La nostalgie est un phénomène présent dans chaque cœur humain.

Comme le dit un proverbe du peuple d'Ambundu (Angola) : « Tu ne peux pas effacer de ton cœur ce que tes yeux ont vu » !

En effet, lorsque nous nous déplaçons d'un endroit à un autre, nous portons dans nos bagages surtout la mémoire de notre terre et de notre peuple. Mais nous avons aussi la capacité de nous adapter à la nouvelle terre et de créer des relations avec d'autres personnes.

C'est pratiquement comme renaître, mais en même temps c’est avoir la conscience d'avoir déjà existé, d'avoir une histoire qui continue à être écrite dans de nouvelles pages. Ce sentiment naturel chez l'homme est vécu dans le présent en revivant les souvenirs du passé.

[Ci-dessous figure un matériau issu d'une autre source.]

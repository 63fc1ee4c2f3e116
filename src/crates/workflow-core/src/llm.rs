//! The narrow interface the graph runtime uses to call out to an LLM.
//!
//! The runtime only ever holds an `Arc<dyn LlmGateway>`; `workflow-llm` supplies the
//! concrete providers. Keeping the trait here (rather than in `workflow-llm`) avoids
//! a dependency cycle, since the trait's operations are expressed in terms of this
//! crate's `Plan`/`Step`/`GraphState` types.

use async_trait::async_trait;
use serde_json::Value;
use tokio::sync::mpsc;

use crate::error::GraphError;
use crate::types::{GraphState, Message, Plan, Step};
use workflow_registry::Tool;

/// The structured result of executing one step.
#[derive(Debug, Clone)]
pub struct StepOutcome {
    pub result_text: String,
    pub tool_outputs: Option<Value>,
    pub rationale: String,
}

/// A channel the gateway may push partial tokens into while it works. `None` means
/// the caller doesn't want a streaming variant for this call.
pub type TokenSink = Option<mpsc::Sender<String>>;

#[async_trait]
pub trait LlmGateway: Send + Sync {
    /// Produce a schema-valid plan for a fresh or follow-up request. Implementations
    /// are responsible for retrying malformed output internally, up to their own
    /// bounded retry budget, before returning `GraphError::Planner`.
    async fn plan(
        &self,
        request: &str,
        history: &[Message],
        tools: &[Tool],
        tokens: TokenSink,
    ) -> Result<Plan, GraphError>;

    /// Execute one step, optionally running a bounded tool-call loop. Implementations
    /// enforce their own hard cap on loop iterations.
    async fn execute_step(
        &self,
        step: &Step,
        state: &GraphState,
        tools: &[Tool],
        tokens: TokenSink,
    ) -> Result<StepOutcome, GraphError>;
}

Mais parfois, lorsque la situation du moment nous pèse, la nostalgie du passé ne semble pas suffire à anesthésier notre douleur, nous ressentons aussi le besoin de vivre ce que nous n'avons pas encore réalisé. C'est très étrange, c'est comme s’il nous manquait quelque chose ou quelqu'un qui n'existe pas encore! Tout cela parce que nous refusons tout simplement d'accepter la situation dans laquelle nous nous trouvons et nous cherchons refuge en dehors de la vie réelle.

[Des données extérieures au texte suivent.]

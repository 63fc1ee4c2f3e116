//! HTTP-facing error taxonomy.
//!
//! Maps the runtime's [`workflow_core::GraphError`] categories onto status codes:
//! input and not-found errors are 400/404, state-mismatch is 409, planner and
//! execution failures surface as 500 with the category preserved for the client,
//! and checkpointer errors are always fatal 500s.

use axum::http::StatusCode;
use axum::response::{IntoResponse, Response};
use axum::Json;
use serde::Serialize;
use thiserror::Error;

#[derive(Debug, Serialize)]
pub struct ApiErrorBody {
    pub error: String,
    pub category: String,
}

#[derive(Debug, Error)]
pub enum ApiError {
    #[error("{0}")]
    BadRequest(String),

    #[error("{0}")]
    NotFound(String),

    #[error("{0}")]
    Conflict(String),

    #[error("{0}")]
    Internal(String),
}

impl ApiError {
    pub fn status_code(&self) -> StatusCode {
        match self {
            ApiError::BadRequest(_) => StatusCode::BAD_REQUEST,
            ApiError::NotFound(_) => StatusCode::NOT_FOUND,
            ApiError::Conflict(_) => StatusCode::CONFLICT,
            ApiError::Internal(_) => StatusCode::INTERNAL_SERVER_ERROR,
        }
    }

    pub fn category(&self) -> &'static str {
        match self {
            ApiError::BadRequest(_) => "bad_request",
            ApiError::NotFound(_) => "not_found",
            ApiError::Conflict(_) => "conflict",
            ApiError::Internal(_) => "internal",
        }
    }
}

impl From<workflow_core::GraphError> for ApiError {
    fn from(err: workflow_core::GraphError) -> Self {
        use workflow_core::GraphError::*;
        match err {
            InvalidInput(msg) => ApiError::BadRequest(msg),
            StateMismatch(msg) => ApiError::Conflict(msg),
            Planner(msg) => ApiError::Internal(format!("planner: {msg}")),
            Execution(msg) => ApiError::Internal(format!("execution: {msg}")),
            Checkpointer(e) => ApiError::Internal(format!("checkpointer: {e}")),
            Invariant(msg) => ApiError::Internal(format!("invariant: {msg}")),
        }
    }
}

impl From<workflow_registry::RegistryError> for ApiError {
    fn from(err: workflow_registry::RegistryError) -> Self {
        ApiError::BadRequest(err.to_string())
    }
}

impl IntoResponse for ApiError {
    fn into_response(self) -> Response {
        let status = self.status_code();
        if status.is_server_error() {
            tracing::error!(category = self.category(), error = %self, "request failed");
        } else {
            tracing::warn!(category = self.category(), error = %self, "request rejected");
        }

        let body = ApiErrorBody {
            error: self.to_string(),
            category: self.category().to_string(),
        };
        (status, Json(body)).into_response()
    }
}
//! Extensible checkpoint storage trait for custom backend implementations
//!
//! [`CheckpointSaver`] is the seam between the graph runtime and durability. Two
//! backends implement it in this crate: [`crate::memory::InMemoryCheckpointSaver`]
//! (process-local) and [`crate::sqlite::SqliteCheckpointSaver`] (durable). Both are
//! interchangeable from the runtime's point of view; it only ever holds a
//! `Box<dyn CheckpointSaver>` / `Arc<dyn CheckpointSaver>`.
//!
//! # Contract
//!
//! - `put` is atomic and returns only after the write is durable for that backend.
//! - `get_latest` returns the newest checkpoint for a thread, or `None` for a thread
//!   that has never been written.
//! - `list` returns every checkpoint for a thread, newest first, for history
//!   reconstruction.
//! - Writes to the same thread are serialized by the backend (or fail with
//!   [`crate::error::CheckpointError::Conflict`]); writes to different threads may
//!   proceed independently.
//! - `put_writes` records partial writes that happen mid-transition, before the
//!   node's checkpoint is committed. Backends that don't need partial-write tracking
//!   (e.g. the in-memory one) may implement it as a no-op that still satisfies the
//!   trait.

use async_trait::async_trait;

use crate::checkpoint::{Checkpoint, PendingWrite};
use crate::error::Result;

/// Persists and retrieves graph-state checkpoints, keyed by thread.
#[async_trait]
pub trait CheckpointSaver: Send + Sync {
    /// Durably write a new checkpoint for `checkpoint.thread_id`, linked to
    /// `checkpoint.parent_checkpoint_id`. Returns once the write is acknowledged.
    async fn put(&self, checkpoint: Checkpoint) -> Result<()>;

    /// Retrieve the most recently written checkpoint for `thread_id`, if any.
    async fn get_latest(&self, thread_id: &str) -> Result<Option<Checkpoint>>;

    /// Retrieve a specific checkpoint by id, if it exists for `thread_id`.
    async fn get(&self, thread_id: &str, checkpoint_id: &str) -> Result<Option<Checkpoint>>;

    /// List every checkpoint for a thread, newest first.
    async fn list(&self, thread_id: &str) -> Result<Vec<Checkpoint>>;

    /// Record partial writes produced mid-transition, before the transition's own
    /// checkpoint is committed via `put`.
    async fn put_writes(
        &self,
        thread_id: &str,
        checkpoint_id: &str,
        writes: Vec<PendingWrite>,
    ) -> Result<()>;

    /// Delete every checkpoint and pending write for a thread.
    async fn delete_thread(&self, thread_id: &str) -> Result<()>;

    /// A short, human-readable name for the backend kind, used in health reporting
    /// and startup logs (e.g. `"in_memory"`, `"sqlite"`).
    fn backend_kind(&self) -> &'static str;
}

Mon passé n’était pas un fantasme, bien au contraire, j'avais un passé riche en amitiés authentiques qui ont fait de moi le Miguel d'aujourd'hui.

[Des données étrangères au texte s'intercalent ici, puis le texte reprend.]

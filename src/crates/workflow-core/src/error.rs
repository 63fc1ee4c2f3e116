//! Error taxonomy for the graph runtime.
//!
//! Variants line up with the error categories the workflow service maps to HTTP
//! status codes: input and state-mismatch errors never touch state; planner and
//! execution errors are caught at the node boundary and folded into a `failed` step
//! or an aborted run; checkpointer errors are fatal for the current request.

use thiserror::Error;

pub type Result<T> = std::result::Result<T, GraphError>;

#[derive(Debug, Error)]
pub enum GraphError {
    /// Malformed request: missing request text, unknown resume action, step number
    /// outside the plan's range.
    #[error("invalid input: {0}")]
    InvalidInput(String),

    /// Resume or retry issued against a thread whose latest checkpoint is not in a
    /// compatible state (e.g. resume when not `awaiting_approval`).
    #[error("state mismatch: {0}")]
    StateMismatch(String),

    /// The LLM failed to produce a schema-valid plan after the bounded retry budget.
    #[error("planner failed: {0}")]
    Planner(String),

    /// A tool or LLM call failed while executing a step.
    #[error("execution failed: {0}")]
    Execution(String),

    /// The checkpointer could not durably record a transition.
    #[error("checkpointer error: {0}")]
    Checkpointer(#[from] workflow_checkpoint::CheckpointError),

    /// An internal invariant was violated (should never surface to a caller).
    #[error("invariant violated: {0}")]
    Invariant(String),
}

impl GraphError {
    /// The taxonomy category this error belongs to, for logging and HTTP mapping.
    pub fn category(&self) -> &'static str {
        match self {
            GraphError::InvalidInput(_) => "input",
            GraphError::StateMismatch(_) => "state_mismatch",
            GraphError::Planner(_) => "planner",
            GraphError::Execution(_) => "execution",
            GraphError::Checkpointer(_) => "checkpointer",
            GraphError::Invariant(_) => "invariant",
        }
    }
}
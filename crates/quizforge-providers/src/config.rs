//! Provider configuration and factory.

use std::collections::HashMap;
use std::path::{Path, PathBuf};

use anyhow::{Context, Result};
use serde::{Deserialize, Serialize};

use quizforge_core::traits::CompletionProvider;

use crate::anthropic::AnthropicProvider;
use crate::ollama::OllamaProvider;
use crate::openai::OpenAiProvider;

/// Configuration for a single completion provider.
///
/// Note: Custom Debug impl masks API keys to prevent accidental exposure in logs.
#[derive(Clone, Serialize, Deserialize)]
#[serde(tag = "type", rename_all = "lowercase")]
pub enum ProviderConfig {
    OpenAI {
        api_key: String,
        #[serde(default)]
        base_url: Option<String>,
        #[serde(default)]
        org_id: Option<String>,
    },
    Anthropic {
        api_key: String,
        #[serde(default)]
        base_url: Option<String>,
    },
    Ollama {
        #[serde(default = "default_ollama_url")]
        base_url: String,
    },
}

impl std::fmt::Debug for ProviderConfig {
    fn fmt(&self, f: &mut std::fmt::Formatter<'_>) -> std::fmt::Result {
        match self {
            ProviderConfig::OpenAI {
                api_key: _,
                base_url,
                org_id,
            } => f
                .debug_struct("OpenAI")
                .field("api_key", &"***")
                .field("base_url", base_url)
                .field("org_id", org_id)
                .finish(),
            ProviderConfig::Anthropic {
                api_key: _,
                base_url,
            } => f
                .debug_struct("Anthropic")
                .field("api_key", &"***")
                .field("base_url", base_url)
                .finish(),
            ProviderConfig::Ollama { base_url } => f
                .debug_struct("Ollama")
                .field("base_url", base_url)
                .finish(),
        }
    }
}

fn default_ollama_url() -> String {
    "http://localhost:11434".to_string()
}

/// Top-level quizforge configuration.
#[derive(Debug, Clone, Serialize, Deserialize)]
pub struct QuizforgeConfig {
    /// Provider configurations keyed by name.
    #[serde(default)]
    pub providers: HashMap<String, ProviderConfig>,
    /// Default provider to use.
    #[serde(default = "default_provider")]
    pub default_provider: String,
    /// Default model to use.
    #[serde(default = "default_model")]
    pub default_model: String,
    /// Default temperature for quiz generation.
    #[serde(default = "default_temperature")]
    pub default_temperature: f64,
    /// Default max tokens per stage.
    #[serde(default = "default_max_tokens")]
    pub default_max_tokens: u32,
}

fn default_provider() -> String {
    "openai".to_string()
}
fn default_model() -> String {
    "gpt-3.5-turbo".to_string()
}
fn default_temperature() -> f64 {
    0.7
}
fn default_max_tokens() -> u32 {
    2048
}

impl Default for QuizforgeConfig {
    fn default() -> Self {
        Self {
            providers: HashMap::new(),
            default_provider: default_provider(),
            default_model: default_model(),
            default_temperature: default_temperature(),
            default_max_tokens: default_max_tokens(),
        }
    }
}

/// Resolve environment variable references like `${VAR_NAME}` in a string.
///
/// Single pass over the input: substituted values are never re-scanned, so
/// a variable whose value contains `${..}` (including a reference to itself)
/// is inserted verbatim.
fn resolve_env_vars(s: &str) -> String {
    let mut result = String::with_capacity(s.len());
    let mut rest = s;
    while let Some(start) = rest.find("${") {
        result.push_str(&rest[..start]);
        match rest[start + 2..].find('}') {
            Some(end) => {
                let var_name = &rest[start + 2..start + 2 + end];
                result.push_str(&std::env::var(var_name).unwrap_or_default());
                rest = &rest[start + 2 + end + 1..];
            }
            None => {
                // Unclosed reference; keep the tail as-is.
                result.push_str(&rest[start..]);
                rest = "";
            }
        }
    }
    result.push_str(rest);
    result
}

/// Resolve env vars in a provider config.
fn resolve_provider_config(config: &ProviderConfig) -> ProviderConfig {
    match config {
        ProviderConfig::OpenAI {
            api_key,
            base_url,
            org_id,
        } => ProviderConfig::OpenAI {
            api_key: resolve_env_vars(api_key),
            base_url: base_url.as_ref().map(|u| resolve_env_vars(u)),
            org_id: org_id.as_ref().map(|o| resolve_env_vars(o)),
        },
        ProviderConfig::Anthropic { api_key, base_url } => ProviderConfig::Anthropic {
            api_key: resolve_env_vars(api_key),
            base_url: base_url.as_ref().map(|u| resolve_env_vars(u)),
        },
        ProviderConfig::Ollama { base_url } => ProviderConfig::Ollama {
            base_url: resolve_env_vars(base_url),
        },
    }
}

/// Load configuration from well-known paths.
///
/// Search order:
/// 1. `quizforge.toml` in the current directory
/// 2. `~/.config/quizforge/config.toml`
///
/// Environment variable overrides: `QUIZFORGE_OPENAI_KEY`, `QUIZFORGE_ANTHROPIC_KEY`.
pub fn load_config() -> Result<QuizforgeConfig> {
    load_config_from(None)
}

/// Load config from an explicit path, or search the default locations.
pub fn load_config_from(path: Option<&Path>) -> Result<QuizforgeConfig> {
    let config_path = if let Some(p) = path {
        if p.exists() {
            Some(p.to_path_buf())
        } else {
            anyhow::bail!("config file not found: {}", p.display());
        }
    } else {
        let local = PathBuf::from("quizforge.toml");
        if local.exists() {
            Some(local)
        } else if let Some(home) = dirs_path() {
            let global = home.join("config.toml");
            if global.exists() {
                Some(global)
            } else {
                None
            }
        } else {
            None
        }
    };

    let mut config = match config_path {
        Some(path) => {
            let content = std::fs::read_to_string(&path)
                .with_context(|| format!("failed to read config: {}", path.display()))?;
            toml::from_str::<QuizforgeConfig>(&content)
                .with_context(|| format!("failed to parse config: {}", path.display()))?
        }
        None => QuizforgeConfig::default(),
    };

    // Apply env var overrides
    if let Ok(key) = std::env::var("QUIZFORGE_OPENAI_KEY") {
        config
            .providers
            .entry("openai".into())
            .or_insert(ProviderConfig::OpenAI {
                api_key: String::new(),
                base_url: None,
                org_id: None,
            });
        if let Some(ProviderConfig::OpenAI { api_key, .. }) = config.providers.get_mut("openai") {
            *api_key = key;
        }
    }

    if let Ok(key) = std::env::var("QUIZFORGE_ANTHROPIC_KEY") {
        config
            .providers
            .entry("anthropic".into())
            .or_insert(ProviderConfig::Anthropic {
                api_key: String::new(),
                base_url: None,
            });
        if let Some(ProviderConfig::Anthropic { api_key, .. }) =
            config.providers.get_mut("anthropic")
        {
            *api_key = key;
        }
    }

    // Resolve env vars in all provider configs
    let resolved: HashMap<String, ProviderConfig> = config
        .providers
        .iter()
        .map(|(k, v)| (k.clone(), resolve_provider_config(v)))
        .collect();
    config.providers = resolved;

    Ok(config)
}

fn dirs_path() -> Option<PathBuf> {
    std::env::var("HOME")
        .ok()
        .map(|h| PathBuf::from(h).join(".config").join("quizforge"))
}

/// Create a provider instance from its configuration.
///
/// A missing API key for a hosted provider is a fatal configuration error,
/// caught here at startup rather than as a confusing 401 later.
pub fn create_provider(name: &str, config: &ProviderConfig) -> Result<Box<dyn CompletionProvider>> {
    match config {
        ProviderConfig::OpenAI {
            api_key,
            base_url,
            org_id,
        } => {
            anyhow::ensure!(
                !api_key.trim().is_empty(),
                "no API key configured for provider '{name}'. Set it in quizforge.toml or QUIZFORGE_OPENAI_KEY"
            );
            Ok(Box::new(OpenAiProvider::new(
                api_key,
                base_url.clone(),
                org_id.clone(),
            )))
        }
        ProviderConfig::Anthropic { api_key, base_url } => {
            anyhow::ensure!(
                !api_key.trim().is_empty(),
                "no API key configured for provider '{name}'. Set it in quizforge.toml or QUIZFORGE_ANTHROPIC_KEY"
            );
            Ok(Box::new(AnthropicProvider::new(api_key, base_url.clone())))
        }
        ProviderConfig::Ollama { base_url } => Ok(Box::new(OllamaProvider::new(base_url))),
    }
}

#[cfg(test)]
mod tests {
    use super::*;

    #[test]
    fn resolve_env_vars_basic() {
        std::env::set_var("_QUIZFORGE_TEST_VAR", "hello");
        assert_eq!(resolve_env_vars("${_QUIZFORGE_TEST_VAR}"), "hello");
        assert_eq!(
            resolve_env_vars("prefix_${_QUIZFORGE_TEST_VAR}_suffix"),
            "prefix_hello_suffix"
        );
        std::env::remove_var("_QUIZFORGE_TEST_VAR");
    }

    #[test]
    fn resolve_env_vars_does_not_reexpand_substituted_values() {
        std::env::set_var("_QUIZFORGE_SELF_VAR", "${_QUIZFORGE_SELF_VAR}");
        // A self-referential value must come through verbatim, not loop.
        assert_eq!(
            resolve_env_vars("${_QUIZFORGE_SELF_VAR}"),
            "${_QUIZFORGE_SELF_VAR}"
        );
        std::env::remove_var("_QUIZFORGE_SELF_VAR");
    }

    #[test]
    fn resolve_env_vars_keeps_unclosed_reference() {
        assert_eq!(resolve_env_vars("prefix_${UNCLOSED"), "prefix_${UNCLOSED");
    }

    #[test]
    fn default_config() {
        let config = QuizforgeConfig::default();
        assert_eq!(config.default_provider, "openai");
        assert_eq!(config.default_model, "gpt-3.5-turbo");
        assert!((config.default_temperature - 0.7).abs() < f64::EPSILON);
    }

    #[test]
    fn parse_provider_config() {
        let toml_str = r#"
default_provider = "openai"
default_model = "gpt-3.5-turbo"

[providers.openai]
type = "openai"
api_key = "sk-openai"

[providers.anthropic]
type = "anthropic"
api_key = "sk-anthropic"

[providers.ollama]
type = "ollama"
base_url = "http://localhost:11434"
"#;
        let config: QuizforgeConfig = toml::from_str(toml_str).unwrap();
        assert_eq!(config.providers.len(), 3);
        assert!(matches!(
            config.providers.get("openai"),
            Some(ProviderConfig::OpenAI { .. })
        ));
    }

    #[test]
    fn empty_api_key_is_a_startup_error() {
        let config = ProviderConfig::OpenAI {
            api_key: "  ".into(),
            base_url: None,
            org_id: None,
        };
        let err = create_provider("openai", &config).err().unwrap();
        assert!(err.to_string().contains("no API key configured"));
    }

    #[test]
    fn debug_masks_api_keys() {
        let config = ProviderConfig::Anthropic {
            api_key: "sk-secret".into(),
            base_url: None,
        };
        let debug = format!("{config:?}");
        assert!(!debug.contains("sk-secret"));
        assert!(debug.contains("***"));
    }
}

Parfois, nous vivons l'instant présent comme un lecteur qui lit un livre qui ne satisfait à ses attentes : il saute quelques pages parce qu'il pense mettre fin bientôt au cauchemar qui est entre ses mains pour lire le livre qui l'intéresse davantage !

Ces jours-ci, je vis un trilemme entre le passé, le présent et l'avenir.

Je suis angolais et, en tant que tel, mes racines culturelles sont communes à de nombreux africains, mais je viens de l'ancienne colonie portugaise. Je vis actuellement en Zambie, une ancienne colonie anglaise. Nos cultures africaines sont diversifiées en fonction des terrains que nous avons occupés dans les différentes parties de l'Afrique ! Et comme bonus pour accroître encore nos différences, nous subissons aussi des influences sur la façon dont nous pensons et agissons en fonction de nos anciennes colonies.

Je viens d'arriver en Zambie et je n'ai même pas eu le temps de goûter le plat typique de la région. Je me trouve comme tout le monde confiné entre quatre murs et je n’arrive pas à construire de nouvelles relations avec les gens de mon nouveau pays.

D'un moment à l'autre, je me retrouve presque sans terre et sans amis. Comme il ne m'est plus possible d'en trouver de nouveaux, je dois maintenant maintenir la distance recommandée par la sécurité publique.

Que faire ? Me prendre en otage sans que les ravisseurs ne demandent de me libérer ? Ou me faire prisonnier sans être condamné par le tribunal ?

J'ai décidé de vivre la vie avec ses peines et ses joies.

Ma première démarche a été de ne pas combattre le vent, car ce n'est pas à moi de l'arrêter. J'ai simplement accepté la situation dans laquelle nous sommes tous.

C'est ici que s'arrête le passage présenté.